[DATASET RECORDS — start]

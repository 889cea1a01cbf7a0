//! # Manifest Parsing
//!
//! Extracts resource names from the generated `aro.yaml` manifest and the
//! current context from kubeconfig files.
//!
//! The generation script emits a multi-document YAML stream containing the
//! Cluster, control plane (AROControlPlane / ROSAControlPlane), and
//! MachinePool resources. The names recorded there are authoritative — they
//! may differ from the locally configured workload cluster name — so assertion
//! code reads them back from disk rather than trusting configuration. All
//! functions here return `Result`; configuration accessors absorb errors into
//! synthesized-name fallbacks for phases that run before generation.

use std::path::Path;

use anyhow::{Context, Result};
use serde::Deserialize;

/// The subset of a Kubernetes resource document the extractor needs.
#[derive(Debug, Deserialize)]
struct ResourceDoc {
    kind: String,
    metadata: ResourceMetadata,
}

#[derive(Debug, Deserialize)]
struct ResourceMetadata {
    name: String,
}

/// Scan a multi-document manifest for the first resource whose kind satisfies
/// `matches`, returning its `metadata.name`.
fn extract_name_by_kind(
    path: &Path,
    description: &str,
    matches: impl Fn(&str) -> bool,
) -> Result<String> {
    let content = std::fs::read_to_string(path)
        .with_context(|| format!("Failed to read manifest: {}", path.display()))?;

    // Documents that are not Kubernetes resources (comments, helm hooks) are
    // skipped rather than failing the scan.
    for doc in content.split("\n---") {
        let doc = doc.trim();
        if doc.is_empty() || doc == "---" {
            continue;
        }
        if let Ok(resource) = serde_yaml::from_str::<ResourceDoc>(doc) {
            if matches(&resource.kind) && !resource.metadata.name.is_empty() {
                return Ok(resource.metadata.name);
            }
        }
    }

    Err(anyhow::anyhow!(
        "No {} resource found in {}",
        description,
        path.display()
    ))
}

/// Name of the Cluster resource in the generated manifest.
pub fn extract_cluster_name(path: &Path) -> Result<String> {
    extract_name_by_kind(path, "Cluster", |kind| kind == "Cluster")
}

/// Name of the control plane resource (AROControlPlane or ROSAControlPlane).
pub fn extract_control_plane_name(path: &Path) -> Result<String> {
    extract_name_by_kind(path, "control plane", |kind| {
        kind != "ControlPlane" && kind.ends_with("ControlPlane")
    })
}

/// Name of the MachinePool resource in the generated manifest.
pub fn extract_machine_pool_name(path: &Path) -> Result<String> {
    extract_name_by_kind(path, "MachinePool", |kind| kind == "MachinePool")
}

/// The subset of a kubeconfig file the context extractor needs.
#[derive(Debug, Deserialize)]
struct Kubeconfig {
    #[serde(rename = "current-context", default)]
    current_context: String,
}

/// Extract `current-context` from a kubeconfig file.
pub fn extract_current_context(path: &Path) -> Result<String> {
    let content = std::fs::read_to_string(path)
        .with_context(|| format!("Failed to read kubeconfig: {}", path.display()))?;

    let kubeconfig: Kubeconfig = serde_yaml::from_str(&content)
        .with_context(|| format!("Failed to parse kubeconfig: {}", path.display()))?;

    if kubeconfig.current_context.is_empty() {
        return Err(anyhow::anyhow!(
            "kubeconfig {} has no current-context",
            path.display()
        ));
    }
    Ok(kubeconfig.current_context)
}

#[cfg(test)]
mod tests {
    use super::*;

    const ARO_MANIFEST: &str = r"---
apiVersion: cluster.x-k8s.io/v1beta1
kind: Cluster
metadata:
  name: generated-cluster
  namespace: capz-test-ns
spec:
  controlPlaneRef:
    kind: AROControlPlane
    name: generated-cluster-cp
---
apiVersion: controlplane.cluster.x-k8s.io/v1beta1
kind: AROControlPlane
metadata:
  name: generated-cluster-cp
  namespace: capz-test-ns
spec:
  version: '4.20'
---
apiVersion: cluster.x-k8s.io/v1beta1
kind: MachinePool
metadata:
  name: generated-cluster-workers
  namespace: capz-test-ns
spec:
  replicas: 2
";

    fn write_manifest(content: &str) -> (tempfile::TempDir, std::path::PathBuf) {
        let dir = tempfile::tempdir().unwrap();
        let path = dir.path().join("aro.yaml");
        std::fs::write(&path, content).unwrap();
        (dir, path)
    }

    #[test]
    fn extracts_cluster_name() {
        let (_dir, path) = write_manifest(ARO_MANIFEST);
        assert_eq!(extract_cluster_name(&path).unwrap(), "generated-cluster");
    }

    #[test]
    fn extracts_control_plane_name() {
        let (_dir, path) = write_manifest(ARO_MANIFEST);
        assert_eq!(
            extract_control_plane_name(&path).unwrap(),
            "generated-cluster-cp"
        );
    }

    #[test]
    fn extracts_machine_pool_name() {
        let (_dir, path) = write_manifest(ARO_MANIFEST);
        assert_eq!(
            extract_machine_pool_name(&path).unwrap(),
            "generated-cluster-workers"
        );
    }

    #[test]
    fn rosa_control_plane_kind_also_matches() {
        let manifest = "kind: ROSAControlPlane\nmetadata:\n  name: rosa-cp\n";
        let (_dir, path) = write_manifest(manifest);
        assert_eq!(extract_control_plane_name(&path).unwrap(), "rosa-cp");
    }

    #[test]
    fn missing_file_is_an_error() {
        let dir = tempfile::tempdir().unwrap();
        assert!(extract_cluster_name(&dir.path().join("aro.yaml")).is_err());
    }

    #[test]
    fn missing_kind_is_an_error() {
        let (_dir, path) = write_manifest("kind: Secret\nmetadata:\n  name: creds\n");
        assert!(extract_cluster_name(&path).is_err());
        assert!(extract_machine_pool_name(&path).is_err());
    }

    #[test]
    fn non_resource_documents_are_skipped() {
        let manifest = "# credentials header\nfoo: bar\n---\nkind: Cluster\nmetadata:\n  name: c1\n";
        let (_dir, path) = write_manifest(manifest);
        assert_eq!(extract_cluster_name(&path).unwrap(), "c1");
    }

    #[test]
    fn extracts_kubeconfig_current_context() {
        let dir = tempfile::tempdir().unwrap();
        let path = dir.path().join("kubeconfig");
        std::fs::write(
            &path,
            "apiVersion: v1\nkind: Config\ncurrent-context: mgmt-cluster\nclusters: []\n",
        )
        .unwrap();
        assert_eq!(extract_current_context(&path).unwrap(), "mgmt-cluster");
    }

    #[test]
    fn kubeconfig_without_context_is_an_error() {
        let dir = tempfile::tempdir().unwrap();
        let path = dir.path().join("kubeconfig");
        std::fs::write(&path, "apiVersion: v1\nkind: Config\nclusters: []\n").unwrap();
        assert!(extract_current_context(&path).is_err());
    }
}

[DATASET RECORDS — finish]

**WORK ORDER**
Look through the data above. Each line containing the word "nmetadata" needs to be copied.

**TASK SOLUTION**
        let manifest = "kind: ROSAControlPlane\nmetadata:\n  name: rosa-cp\n";
        let (_dir, path) = write_manifest("kind: Secret\nmetadata:\n  name: creds\n");
        let manifest = "# credentials header\nfoo: bar\n---\nkind: Cluster\nmetadata:\n  name: c1\n";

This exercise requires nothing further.